Having lost the instruction last Wednesday (12 November), the firm said in a statement: ‘In what is a very complex and substantial claim our team has worked extremely hard for the group of claimants to ensure their case has been taken forward effectively, and we have continued to work on their behalf despite issues with receiving payment of our fees from the Action Group. We are therefore disappointed that the Action Group has chosen to take the decision to dis-instruct us, but we wish the claimants success in their ongoing legal dispute’

The floodgates opened for RBS following its £20bn government bailout in 2008, with investors seeking to recoup their losses following its nationalisation.

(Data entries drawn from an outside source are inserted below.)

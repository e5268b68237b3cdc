use abstutil::prettyprint_usize;
use anyhow::Result;
use geom::{Circle, Distance, Duration};
use widgetry::tools::PopupMsg;
use widgetry::{
    Color, Drawable, EventCtx, GeomBatch, GfxCtx, HorizontalAlignment, Key, Line, Outcome, Panel,
    State, Text, UpdateType, VerticalAlignment, Widget,
};

use model::{Model, Playback, PlaybackStatus, Step, Toggle};

use crate::components::{describe, FileLoader};
use crate::{App, Transition};

/// How much wall-clock time passes between samples. Playback always advances exactly one sample
/// per interval, regardless of the recorded timestamps.
fn tick_interval() -> Duration {
    Duration::seconds(1.0)
}

pub struct Replay {
    panel: Panel,
    playback: Playback,
    draw_route: Drawable,
    draw_traveled: Drawable,
    draw_vehicle: Drawable,
    since_last_tick: Duration,
}

impl Replay {
    pub fn new_state(ctx: &mut EventCtx, app: &App) -> Box<dyn State<App>> {
        let mut batch = GeomBatch::new();
        batch.push(Color::grey(0.1), app.model.bounds.get_rectangle());
        if let Some(pl) = app.model.route.as_polyline() {
            batch.push(Color::CYAN, pl.make_polygons(Distance::meters(5.0)));
        }

        let mut state = Self {
            panel: Panel::new_builder(Widget::col(vec![
                Line("Route Replay").small_heading().into_widget(ctx),
                Widget::placeholder(ctx, "controls"),
                Widget::placeholder(ctx, "readouts"),
            ]))
            .aligned(HorizontalAlignment::Left, VerticalAlignment::Top)
            .build(ctx),
            playback: Playback::new(app.model.route.len()),
            draw_route: ctx.upload(batch),
            draw_traveled: Drawable::empty(ctx),
            draw_vehicle: Drawable::empty(ctx),
            since_last_tick: Duration::ZERO,
        };
        state.update_controls(ctx);
        state.sync_playhead(ctx, app);
        Box::new(state)
    }

    fn update_controls(&mut self, ctx: &mut EventCtx) {
        let label = match self.playback.status() {
            PlaybackStatus::Paused => "Play Simulation",
            PlaybackStatus::Playing => "Pause Simulation",
            PlaybackStatus::Finished => "Replay Simulation",
        };
        let row = Widget::row(vec![
            ctx.style()
                .btn_solid
                .text(label)
                .hotkey(Key::Space)
                .build_def(ctx),
            ctx.style()
                .btn_outline
                .text("load another route")
                .build_def(ctx),
        ]);
        self.panel.replace(ctx, "controls", row);
    }

    /// Redraws the traveled path and marker and refreshes the readouts from the current sample.
    /// Safe to call any number of times for the same position.
    fn sync_playhead(&mut self, ctx: &mut EventCtx, app: &App) {
        let idx = self.playback.current_index();
        let current = app.model.route.sample(idx);

        let mut batch = GeomBatch::new();
        if let Some(pl) = app.model.route.traveled_polyline(idx) {
            batch.push(Color::YELLOW, pl.make_polygons(Distance::meters(5.0)));
        }
        self.draw_traveled = ctx.upload(batch);

        let mut batch = GeomBatch::new();
        batch.push(
            Color::RED,
            Circle::new(current.pos, Distance::meters(30.0)).to_polygon(),
        );
        self.draw_vehicle = ctx.upload(batch);

        let readouts = Text::from_multiline(vec![
            Line(format!(
                "Sample {} of {}",
                prettyprint_usize(idx + 1),
                prettyprint_usize(app.model.route.len())
            )),
            Line(format!("Position: {}", describe::coordinates(current))),
            Line(format!("Time: {}", describe::clock(current))),
            Line(format!(
                "Speed: {}",
                describe::speed(app.model.route.previous(idx), current)
            )),
        ]);
        self.panel.replace(ctx, "readouts", readouts.into_widget(ctx));
    }
}

impl State<App> for Replay {
    fn event(&mut self, ctx: &mut EventCtx, app: &mut App) -> Transition {
        ctx.canvas_movement();

        if let Outcome::Clicked(x) = self.panel.event(ctx) {
            match x.as_ref() {
                "Play Simulation" | "Pause Simulation" | "Replay Simulation" => {
                    match self.playback.toggle() {
                        Toggle::Started => {
                            self.since_last_tick = Duration::ZERO;
                        }
                        Toggle::Paused => {}
                        Toggle::Replayed => {
                            self.since_last_tick = Duration::ZERO;
                            self.sync_playhead(ctx, app);
                        }
                    }
                    self.update_controls(ctx);
                }
                "load another route" => {
                    return load_route(ctx);
                }
                _ => unreachable!(),
            }
        }

        if self.playback.is_playing() {
            if let Some(dt) = ctx.input.nonblocking_is_update_event() {
                ctx.input.use_update_event();
                self.since_last_tick = self.since_last_tick + dt;
                // A slow frame may cover several ticks; catch up rather than drift
                while self.since_last_tick >= tick_interval() {
                    self.since_last_tick = self.since_last_tick - tick_interval();
                    match self.playback.advance() {
                        Some(Step::Moved { .. }) => {
                            self.sync_playhead(ctx, app);
                        }
                        Some(Step::Finished) => {
                            self.update_controls(ctx);
                            break;
                        }
                        None => {
                            break;
                        }
                    }
                }
            }
            ctx.request_update(UpdateType::Game);
        }

        Transition::Keep
    }

    fn draw(&self, g: &mut GfxCtx, _: &App) {
        g.redraw(&self.draw_route);
        g.redraw(&self.draw_traveled);
        g.redraw(&self.draw_vehicle);
        self.panel.draw(g);
    }
}

pub fn load_route(ctx: &mut EventCtx) -> Transition {
    Transition::Push(FileLoader::new_state(
        ctx,
        Box::new(|ctx, app: &mut App, maybe_bytes: Result<Option<Vec<u8>>>| {
            match maybe_bytes {
                Ok(Some(bytes)) => match Model::load(&bytes) {
                    Ok(model) => {
                        *app = App::new(ctx, model);
                        Transition::Multi(vec![
                            Transition::Pop,
                            Transition::Replace(Replay::new_state(ctx, app)),
                        ])
                    }
                    Err(err) => Transition::Replace(PopupMsg::new_state(
                        ctx,
                        "Error",
                        vec![err.to_string()],
                    )),
                },
                // User didn't pick a file
                Ok(None) => Transition::Pop,
                Err(err) => {
                    Transition::Replace(PopupMsg::new_state(ctx, "Error", vec![err.to_string()]))
                }
            }
        }),
    ))
}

The action is being brought against the bank’s former chief executive Fred Goodwin and three other directors, and relates to a rights issue in April 2008, in which RBS sold its shares at £2 per share. The claimants allege that the prospectus on which the rights issue was based was ‘defective’ and contained material misstatements and omissions.

Earlier this year, Baker was criticised at the High Court over a £500m fluctuation in the value of the claim. In his witness statement to the court in November 2013, Baker told the court: ‘the losses suffered by the members of the BB Action Group who have actually issued proceedings so far would equate to approximately £900m…and the total acquisition value of those claimants’ shares is £1.25bn.’

Such figures were subsequently relied on by Mr Justice Hildyard in the third case management conference, however, in his seventh witness statement in January in the proceedings, Baker corrected these figures to £392m (in place of £900m) and approximately £490m (in place of £1.125bn) respectively.

RBS is also facing a second case involving a group of 313 claimants that comprises a number of UK and international financial institutions and pension funds, led by Stewarts Law partner Clive Zietman and 3 Verulam Buildings’ Andrew Onslow QC.

Herbert Smith Freehills continues to defend RBS in both cases.